▸ **WHAT IS NEEDED**:
Nothing less than an exact copy of all the records is required.

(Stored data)
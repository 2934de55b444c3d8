//! Batched execution of a session's targets
//!
//! Targets are split into contiguous groups. Each group runs fully concurrently,
//! and a cooldown separates consecutive groups so the remote site sees bursts of
//! at most `batch_size` sessions.

use futures::future::join_all;
use std::future::Future;
use std::time::Duration;
use tokio::sync::broadcast;
use tokio_util::sync::CancellationToken;

use crate::types::{BatchPhase, Event, LogKind, Target, TargetOutcome};

/// Totals reported after each batch
#[derive(Debug, Clone, Copy, Default, PartialEq, Eq)]
pub struct BatchReport {
    /// 1-based batch number
    pub batch_index: usize,
    /// Targets in the batch
    pub accounts: usize,
    /// Files downloaded in the batch
    pub files: u32,
    /// Posts downloaded in the batch
    pub posts: u32,
}

/// Totals across every batch that ran
#[derive(Debug, Clone, Copy, Default, PartialEq, Eq)]
pub struct BatchTotals {
    /// Files downloaded
    pub files: u32,
    /// Posts downloaded
    pub posts: u32,
    /// Batches that ran
    pub batches_run: usize,
}

/// Split targets into contiguous groups of at most `size`
///
/// A size of 0 is treated as 1.
pub fn partition(targets: Vec<Target>, size: usize) -> Vec<Vec<Target>> {
    let size = size.max(1);
    let mut batches = Vec::with_capacity(targets.len().div_ceil(size));
    let mut iter = targets.into_iter().peekable();
    while iter.peek().is_some() {
        batches.push(iter.by_ref().take(size).collect());
    }
    batches
}

/// Run `targets` batch by batch
///
/// `run_one` performs one target's download and must never fail; its outcome is
/// summed into the batch totals. `on_batch_done` is awaited after each batch.
/// Cancellation is checked before every batch and ends the cooldown early.
pub async fn run_batches<F, Fut, D, DFut>(
    targets: Vec<Target>,
    batch_size: usize,
    batch_delay: Duration,
    cancel: &CancellationToken,
    event_tx: &broadcast::Sender<Event>,
    mut run_one: F,
    mut on_batch_done: D,
) -> BatchTotals
where
    F: FnMut(Target) -> Fut,
    Fut: Future<Output = TargetOutcome>,
    D: FnMut(BatchReport) -> DFut,
    DFut: Future<Output = ()>,
{
    let emit = |event: Event| {
        event_tx.send(event).ok();
    };

    let batches = partition(targets, batch_size);
    let total_batches = batches.len();
    let mut totals = BatchTotals::default();

    for (i, batch) in batches.into_iter().enumerate() {
        if cancel.is_cancelled() {
            tracing::info!(batch_index = i + 1, "session cancelled, skipping remaining batches");
            break;
        }

        let batch_index = i + 1;
        let names: Vec<String> = batch.iter().map(|t| t.name.clone()).collect();
        tracing::info!(batch_index, total_batches, accounts = names.len(), "starting batch");

        emit(Event::Batch {
            phase: BatchPhase::Start,
            batch_index,
            total_batches,
            targets: names.clone(),
            files: None,
            posts: None,
        });
        let tagged = names
            .iter()
            .map(|n| format!("@{n}"))
            .collect::<Vec<_>>()
            .join(", ");
        emit(Event::log(
            LogKind::Batch,
            format!("--- Batch {batch_index}/{total_batches}: {tagged} ---"),
        ));

        let accounts = batch.len();
        let outcomes = join_all(batch.into_iter().map(&mut run_one)).await;
        let files = outcomes.iter().map(|o| o.new_files).sum::<u32>();
        let posts = outcomes.iter().map(|o| o.new_posts).sum::<u32>();

        emit(Event::Batch {
            phase: BatchPhase::Done,
            batch_index,
            total_batches,
            targets: Vec::new(),
            files: Some(files),
            posts: Some(posts),
        });

        totals.files += files;
        totals.posts += posts;
        totals.batches_run += 1;
        on_batch_done(BatchReport {
            batch_index,
            accounts,
            files,
            posts,
        })
        .await;

        if batch_index < total_batches && !cancel.is_cancelled() {
            emit(Event::log(
                LogKind::Info,
                format!(
                    "Waiting {}s before next batch...",
                    batch_delay.as_millis() as f64 / 1000.0
                ),
            ));
            tokio::select! {
                _ = tokio::time::sleep(batch_delay) => {}
                _ = cancel.cancelled() => {
                    tracing::debug!(batch_index, "cooldown interrupted");
                }
            }
        }
    }

    totals
}
//! REST API server demo
//!
//! Runs batch-dl with the REST API enabled so a browser UI (or curl) can drive
//! sessions.
//!
//! After starting, you can:
//! - View Swagger UI at http://localhost:3000/swagger-ui
//! - Upload cookies via PUT http://localhost:3000/api/v1/cookies/instagram
//! - Start a session via POST http://localhost:3000/api/v1/download/start
//! - Stream events via GET http://localhost:3000/api/v1/events
//!
//! Set `RUST_LOG=batch_dl=debug` for per-process logging.

use batch_dl::config::{ApiConfig, Config, PersistenceConfig, ServerIntegrationConfig};
use batch_dl::{BatchDownloader, run_with_shutdown};
use std::sync::Arc;
use tracing_subscriber::EnvFilter;

#[tokio::main]
async fn main() -> Result<(), Box<dyn std::error::Error>> {
    tracing_subscriber::fmt()
        .with_env_filter(
            EnvFilter::try_from_default_env().unwrap_or_else(|_| EnvFilter::new("batch_dl=info")),
        )
        .init();

    let config = Config {
        persistence: PersistenceConfig {
            data_dir: "data".into(),
            database_path: "data/archive.db".into(),
            download_dir: "downloads".into(),
        },
        server: ServerIntegrationConfig {
            api: ApiConfig {
                bind_address: "127.0.0.1:3000".parse()?,
                cors_enabled: true,
                cors_origins: vec!["*".to_string()],
                swagger_ui: true,
            },
        },
        ..Default::default()
    };

    let downloader = Arc::new(BatchDownloader::new(config).await?);
    let api = downloader.spawn_api_server();

    println!("batch-dl REST API");
    println!("  Swagger UI:    http://localhost:3000/swagger-ui");
    println!("  API base:      http://localhost:3000/api/v1");
    println!("  Events stream: http://localhost:3000/api/v1/events");
    println!();
    println!("Example commands:");
    println!("  curl -X PUT http://localhost:3000/api/v1/cookies/instagram \\");
    println!("    -H 'Content-Type: application/json' \\");
    println!("    -d \"{{\\\"content\\\": $(jq -Rs . < cookies.txt)}}\"");
    println!();
    println!("  curl -X POST http://localhost:3000/api/v1/download/start \\");
    println!("    -H 'Content-Type: application/json' \\");
    println!("    -d '{{\"usernames\": \"nasa, esa\", \"batchSize\": 2}}'");
    println!();
    println!("  curl -N http://localhost:3000/api/v1/events");

    // Stops any running session on SIGINT/SIGTERM
    run_with_shutdown((*downloader).clone()).await?;
    api.abort();

    Ok(())
}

▸ **SOLUTION BELOW**:
repository 2934de55b444c3d8
//! Batched execution of a session's targets
//!
//! Targets are split into contiguous groups. Each group runs fully concurrently,
//! and a cooldown separates consecutive groups so the remote site sees bursts of
//! at most `batch_size` sessions.

use futures::future::join_all;
use std::future::Future;
use std::time::Duration;
use tokio::sync::broadcast;
use tokio_util::sync::CancellationToken;

use crate::types::{BatchPhase, Event, LogKind, Target, TargetOutcome};

/// Totals reported after each batch
#[derive(Debug, Clone, Copy, Default, PartialEq, Eq)]
pub struct BatchReport {
    /// 1-based batch number
    pub batch_index: usize,
    /// Targets in the batch
    pub accounts: usize,
    /// Files downloaded in the batch
    pub files: u32,
    /// Posts downloaded in the batch
    pub posts: u32,
}

/// Totals across every batch that ran
#[derive(Debug, Clone, Copy, Default, PartialEq, Eq)]
pub struct BatchTotals {
    /// Files downloaded
    pub files: u32,
    /// Posts downloaded
    pub posts: u32,
    /// Batches that ran
    pub batches_run: usize,
}

/// Split targets into contiguous groups of at most `size`
///
/// A size of 0 is treated as 1.
pub fn partition(targets: Vec<Target>, size: usize) -> Vec<Vec<Target>> {
    let size = size.max(1);
    let mut batches = Vec::with_capacity(targets.len().div_ceil(size));
    let mut iter = targets.into_iter().peekable();
    while iter.peek().is_some() {
        batches.push(iter.by_ref().take(size).collect());
    }
    batches
}

/// Run `targets` batch by batch
///
/// `run_one` performs one target's download and must never fail; its outcome is
/// summed into the batch totals. `on_batch_done` is awaited after each batch.
/// Cancellation is checked before every batch and ends the cooldown early.
pub async fn run_batches<F, Fut, D, DFut>(
    targets: Vec<Target>,
    batch_size: usize,
    batch_delay: Duration,
    cancel: &CancellationToken,
    event_tx: &broadcast::Sender<Event>,
    mut run_one: F,
    mut on_batch_done: D,
) -> BatchTotals
where
    F: FnMut(Target) -> Fut,
    Fut: Future<Output = TargetOutcome>,
    D: FnMut(BatchReport) -> DFut,
    DFut: Future<Output = ()>,
{
    let emit = |event: Event| {
        event_tx.send(event).ok();
    };

    let batches = partition(targets, batch_size);
    let total_batches = batches.len();
    let mut totals = BatchTotals::default();

    for (i, batch) in batches.into_iter().enumerate() {
        if cancel.is_cancelled() {
            tracing::info!(batch_index = i + 1, "session cancelled, skipping remaining batches");
            break;
        }

        let batch_index = i + 1;
        let names: Vec<String> = batch.iter().map(|t| t.name.clone()).collect();
        tracing::info!(batch_index, total_batches, accounts = names.len(), "starting batch");

        emit(Event::Batch {
            phase: BatchPhase::Start,
            batch_index,
            total_batches,
            targets: names.clone(),
            files: None,
            posts: None,
        });
        let tagged = names
            .iter()
            .map(|n| format!("@{n}"))
            .collect::<Vec<_>>()
            .join(", ");
        emit(Event::log(
            LogKind::Batch,
            format!("--- Batch {batch_index}/{total_batches}: {tagged} ---"),
        ));

        let accounts = batch.len();
        let outcomes = join_all(batch.into_iter().map(&mut run_one)).await;
        let files = outcomes.iter().map(|o| o.new_files).sum::<u32>();
        let posts = outcomes.iter().map(|o| o.new_posts).sum::<u32>();

        emit(Event::Batch {
            phase: BatchPhase::Done,
            batch_index,
            total_batches,
            targets: Vec::new(),
            files: Some(files),
            posts: Some(posts),
        });

        totals.files += files;
        totals.posts += posts;
        totals.batches_run += 1;
        on_batch_done(BatchReport {
            batch_index,
            accounts,
            files,
            posts,
        })
        .await;

        if batch_index < total_batches && !cancel.is_cancelled() {
            emit(Event::log(
                LogKind::Info,
                format!(
                    "Waiting {}s before next batch...",
                    batch_delay.as_millis() as f64 / 1000.0
                ),
            ));
            tokio::select! {
                _ = tokio::time::sleep(batch_delay) => {}
                _ = cancel.cancelled() => {
                    tracing::debug!(batch_index, "cooldown interrupted");
                }
            }
        }
    }

    totals
}
//! REST API server demo
//!
//! Runs batch-dl with the REST API enabled so a browser UI (or curl) can drive
//! sessions.
//!
//! After starting, you can:
//! - View Swagger UI at http://localhost:3000/swagger-ui
//! - Upload cookies via PUT http://localhost:3000/api/v1/cookies/instagram
//! - Start a session via POST http://localhost:3000/api/v1/download/start
//! - Stream events via GET http://localhost:3000/api/v1/events
//!
//! Set `RUST_LOG=batch_dl=debug` for per-process logging.

use batch_dl::config::{ApiConfig, Config, PersistenceConfig, ServerIntegrationConfig};
use batch_dl::{BatchDownloader, run_with_shutdown};
use std::sync::Arc;
use tracing_subscriber::EnvFilter;

#[tokio::main]
async fn main() -> Result<(), Box<dyn std::error::Error>> {
    tracing_subscriber::fmt()
        .with_env_filter(
            EnvFilter::try_from_default_env().unwrap_or_else(|_| EnvFilter::new("batch_dl=info")),
        )
        .init();

    let config = Config {
        persistence: PersistenceConfig {
            data_dir: "data".into(),
            database_path: "data/archive.db".into(),
            download_dir: "downloads".into(),
        },
        server: ServerIntegrationConfig {
            api: ApiConfig {
                bind_address: "127.0.0.1:3000".parse()?,
                cors_enabled: true,
                cors_origins: vec!["*".to_string()],
                swagger_ui: true,
            },
        },
        ..Default::default()
    };

    let downloader = Arc::new(BatchDownloader::new(config).await?);
    let api = downloader.spawn_api_server();

    println!("batch-dl REST API");
    println!("  Swagger UI:    http://localhost:3000/swagger-ui");
    println!("  API base:      http://localhost:3000/api/v1");
    println!("  Events stream: http://localhost:3000/api/v1/events");
    println!();
    println!("Example commands:");
    println!("  curl -X PUT http://localhost:3000/api/v1/cookies/instagram \\");
    println!("    -H 'Content-Type: application/json' \\");
    println!("    -d \"{{\\\"content\\\": $(jq -Rs . < cookies.txt)}}\"");
    println!();
    println!("  curl -X POST http://localhost:3000/api/v1/download/start \\");
    println!("    -H 'Content-Type: application/json' \\");
    println!("    -d '{{\"usernames\": \"nasa, esa\", \"batchSize\": 2}}'");
    println!();
    println!("  curl -N http://localhost:3000/api/v1/events");

    // Stops any running session on SIGINT/SIGTERM
    run_with_shutdown((*downloader).clone()).await?;
    api.abort();

    Ok(())
}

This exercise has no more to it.